Nutrition Per serving: 202 calories; 3 g fat ; 89 mg cholesterol; 36 g carbohydrates; 9 g protein; 0 g fiber; 104 mg sodium; 477 mg potassium. Nutrition Bonus: Calcium (25% daily value).


Strawberry Ice Cream

Recipe by


1 lg. pkg. instant sugar-free vanilla pudding

2-3 c. crushed strawberries (or other fruit)

1 lg. can evaporated skim milk

2 c. sugar

5-6 c. skimmed milk


Mix dry ingredients, then add other ingredients and mix well.

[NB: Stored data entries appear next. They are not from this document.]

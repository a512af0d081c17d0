//! In-process storage with the same locking contract as the MySQL backend.
//! Used by tests and for running without a database.

mod client_repo_memory;
mod token_repo_memory;

pub use client_repo_memory::*;
pub use token_repo_memory::*;

mod repo_tx_memory;

pub use repo_tx_memory::*;

mod util;
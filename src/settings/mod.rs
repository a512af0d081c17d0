mod cli;
pub use clap::{Parser, Subcommand};
pub use cli::*;

mod settings;
pub use settings::*;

Freeze in an ice cream freezer and let set 30 minutes to 1 hour.


Low-Fat Milk Chocolate Ice Cream

Recipe by


1/4 cup Unsweetened Cocoa Powder

1/2 cup Chocolate Syrup

2/3 cup Granulated Sugar

1/2 cup Packed Brown Sugar

1 1/2 cups Fat Free Milk

3 1/4 cups Half and Half Cream

1 tablespoon Pure Vanilla Extract


• Place cocoa and sugars in a bowl and combine. Add milk and with a hand mixer on low speed or whisk to mix until cocoa and sugars are dissolved, about 2 minutes. Stir in by hand the half and half cream and vanilla.

• Pour into an ice cream machine and let mix until thickened about 25-30 minutes. Will be soft when done. Place in freezer safe container and put in freezer for 2 hours. Remove from freezer about 15 minutes before serving.